A la direction du Royal Opera House de Londres depuis mars 2017, Oliver Mears a contribué au développement de la diffusion des spectacles de la célèbre maison d’opéra anglaise dans les salles de cinéma du monde entier. Après Madama Butterfly, le ballet Mayerling, Aida et La Bohème, que l’on a pu découvrir depuis la rentrée, la saison se poursuit avec une forte présence de la danse. D’ici au début de l’année prochaine se succéderont : « The Royal Ballet : un anniversaire de diamant » (16 nov.), Casse-Noisette (8 déc.) et « Chocolat amer », ballet de Christopher Wheeldon (19 janvier). Suivront Le Barbier de Séville (15 fév.), Turandot (22 mars), Cendrillon (12 avril), Les Noces de Figaro (27 avril) La Belle au bois dormant (24 mai), Le Trouvère (13 juin). Autant d’exemples d’une active politique de retransmission, au sujet de laquelle Concertclassic a interrogé Oliver Mears.
 
Quel type de public cherchez-vous à atteindre avec les diffusions en direct du Royal Opera House ?
 
Notre programme de diffusion dans les cinémas touche des publics du monde entier, et nous permet d’apporter l’opéra et le ballet à ceux qui veulent avoir accès à notre travail  sans trop s’éloigner de chez eux, où qu’ils se trouvent. Notre but est d’encourager ceux qui ne connaissent pas ces formes d’art à assister à un de nos spectacles à titre d’essai, de donner aux  amateurs de longue date l’occasion de voir leurs productions préférées  dans leur propre région, et également de partager hors de Londres de nouvelles créations, afin que les classiques du futur soient goûtés et applaudis par des publics bien au-delà de la capitale.
 
Vous attendez-vous à ce que ces diffusions attirent surtout des néophytes, pour qui cela constituerait une découverte de l’art lyrique ?
 
Nous cherchons toujours à proposer quelque chose aux gens pour qui l’opéra est quelque chose de  nouveau et à la fois à ceux qui l’apprécient depuis des années.

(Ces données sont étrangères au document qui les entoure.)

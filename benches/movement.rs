// SPDX-FileCopyrightText: 2026 Bruno Meilick
// SPDX-License-Identifier: LicenseRef-EPLadder-FreeUse-NoCopy-NoDerivatives
//
// All rights reserved.
//
// This file is part of EPLadder and is proprietary software.
// Unauthorized copying, modification, or distribution is prohibited.

use criterion::{black_box, criterion_group, criterion_main, BatchSize, Criterion, Throughput};

use epladder::geometry::{Point, Viewport};
use epladder::movement::{move_mark, Movement};
use epladder::ops::{apply_ops, ApplyResult, LadderOp, OpContext};

mod fixtures;
mod profiler;

use fixtures::Case;

// Benchmark identity (keep stable):
// - Group names in this file: `movement.move_mark`, `movement.apply_ops`
// - Case IDs are `Case::id()` plus the batch suffix; do not rename them.
fn checksum_apply_result(result: &ApplyResult) -> u64 {
    let mut acc = 0u64;
    acc = acc.wrapping_mul(131).wrapping_add(result.new_rev);
    acc = acc.wrapping_mul(131).wrapping_add(result.applied as u64);
    acc = acc.wrapping_mul(131).wrapping_add(result.delta.updated.len() as u64);
    acc
}

fn benches_move_mark(c: &mut Criterion) {
    let mut group = c.benchmark_group("movement.move_mark");
    let viewport = Viewport::default();

    for case in [Case::Small, Case::Large] {
        let (template, av_marks) = fixtures::conducted_strip(case);
        let dragged = av_marks[av_marks.len() / 2];
        group.bench_function(case.id(), |b| {
            b.iter_batched(
                || template.clone(),
                |mut ladder| {
                    let moved = move_mark(
                        &mut ladder,
                        dragged,
                        Movement::Horizontal,
                        black_box(Point::new(400.0, 0.5)),
                        &viewport,
                    )
                    .expect("move_mark");
                    black_box(moved.len())
                },
                BatchSize::SmallInput,
            )
        });
    }
    group.finish();
}

fn benches_apply_ops(c: &mut Criterion) {
    let mut group = c.benchmark_group("movement.apply_ops");
    let context = OpContext::default();

    for case in [Case::Small, Case::Large] {
        let (template, av_marks) = fixtures::conducted_strip(case);
        let ops = av_marks
            .iter()
            .enumerate()
            .map(|(idx, av)| LadderOp::MoveMark {
                mark_id: *av,
                movement: Movement::Horizontal,
                target: Point::new(60.0 + idx as f64 * fixtures::BEAT_SPACING, 0.5),
            })
            .collect::<Vec<_>>();

        group.throughput(Throughput::Elements(ops.len() as u64));
        group.bench_function(format!("{}_batch", case.id()), |b| {
            b.iter_batched(
                || template.clone(),
                |mut ladder| {
                    let base_rev = ladder.rev();
                    let result = apply_ops(&mut ladder, base_rev, black_box(&ops), &context)
                        .expect("apply_ops");
                    black_box(checksum_apply_result(&result))
                },
                BatchSize::SmallInput,
            )
        });
    }
    group.finish();
}

criterion_group! {
    name = benches;
    config = profiler::criterion();
    targets = benches_move_mark, benches_apply_ops
}
criterion_main!(benches);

C’est ce que le cinéma nous aide à faire. Quand vous assistez à une représentation sur grand écran, c’est comme si vous occupiez la meilleure place du théâtre – vous pouvez observer la magie de près, et les productions (ainsi que les distributions) dans toute leur gloire. Pour cette raison, nos diffusions attirent réellement des gens de toutes sortes. Beaucoup de nos spectateurs de longue date vont au cinéma voir sur grand écran certains artistes en particulier, mais nous accueillons aussi  des nouveau-venus qui veulent  proposer à leur famille ou à leurs amis une formidable soirée.

La Bohème 

Pensez-vous que des œuvres comme Tannhäuser ou Rusalka, à l’affiche à Londres cette saison mais pas au programme des diffusions dans les cinémas, se révéleraient trop difficiles pour les néophytes ?
 
Pas du tout. Je pense qu’il vaut toujours mieux se rappeler que l’opéra est un genre d’une diversité incroyable, et que chaque production est unique. Il y a de quoi satisfaire chacun de nous dans le répertoire.
 
Avez-vous tendance à exclure des ouvrages plus sombres, comme Wozzeck ou Le Viol de Lucrèce ?
 
Le Viol de Lucrèce sera présenté sur scène cette saison au Linbury Theatre, notre petite salle plus intime. Nous n’avons encore jamais proposé de diffusion en direct du Linbury Theatre, mais c’est clairement une chose que nous aimerions envisager à l’avenir. Pour décider de quelles productions nous allons présenter dans les cinémas, nous raisonnons généralement moins en fonction de la couleur de l’ouvrage, et nous nous demandons plutôt ce qui passera le mieux à l’écran. Nous tenons à offrir une programmation échelonnée tout au long de l’année, pour que nos équipes de tournage ne soient pas débordées, et que notre public ait un écho de la saison entière. Et nous savons aussi qu’il est essentiel de montrer les différents aspects de notre compagnie: des productions très attendues, comme Le Trouvère et Aïda, ainsi que la reprise d’œuvres phares, qu’elles soient comiques ou tragiques.
 

Oliver Mears © Sim Canetty-Clarke 
 
Est-ce la raison pour laquelle vous vous concentrez sur le cœur du répertoire, des Noces de Figaro à Turandot, en excluant tous les titres plus anciens (votre nouvelle Alcina, par exemple) ou plus récents, et avec beaucoup de Verdi et de Puccini ?
 
Aïda est une œuvre centrale du répertoire, mais la production de Robert Carsen offre une interprétation nouvelle et saisissante de l’opéra de Verdi. Je suis sûr qu’Adele Thomas fera également des merveilles avec Le Trouvère. Les opéras de Verdi et de Puccini passent toujours très bien sur écran parce qu’ils sont remplis de moments mémorables, mais si vous cherchez des œuvres du XVIIIe siècle, nous proposons aussi Les Noces de Figaro fin avril dans les cinémas.
 
Les distributions influent-elles sur vos choix ?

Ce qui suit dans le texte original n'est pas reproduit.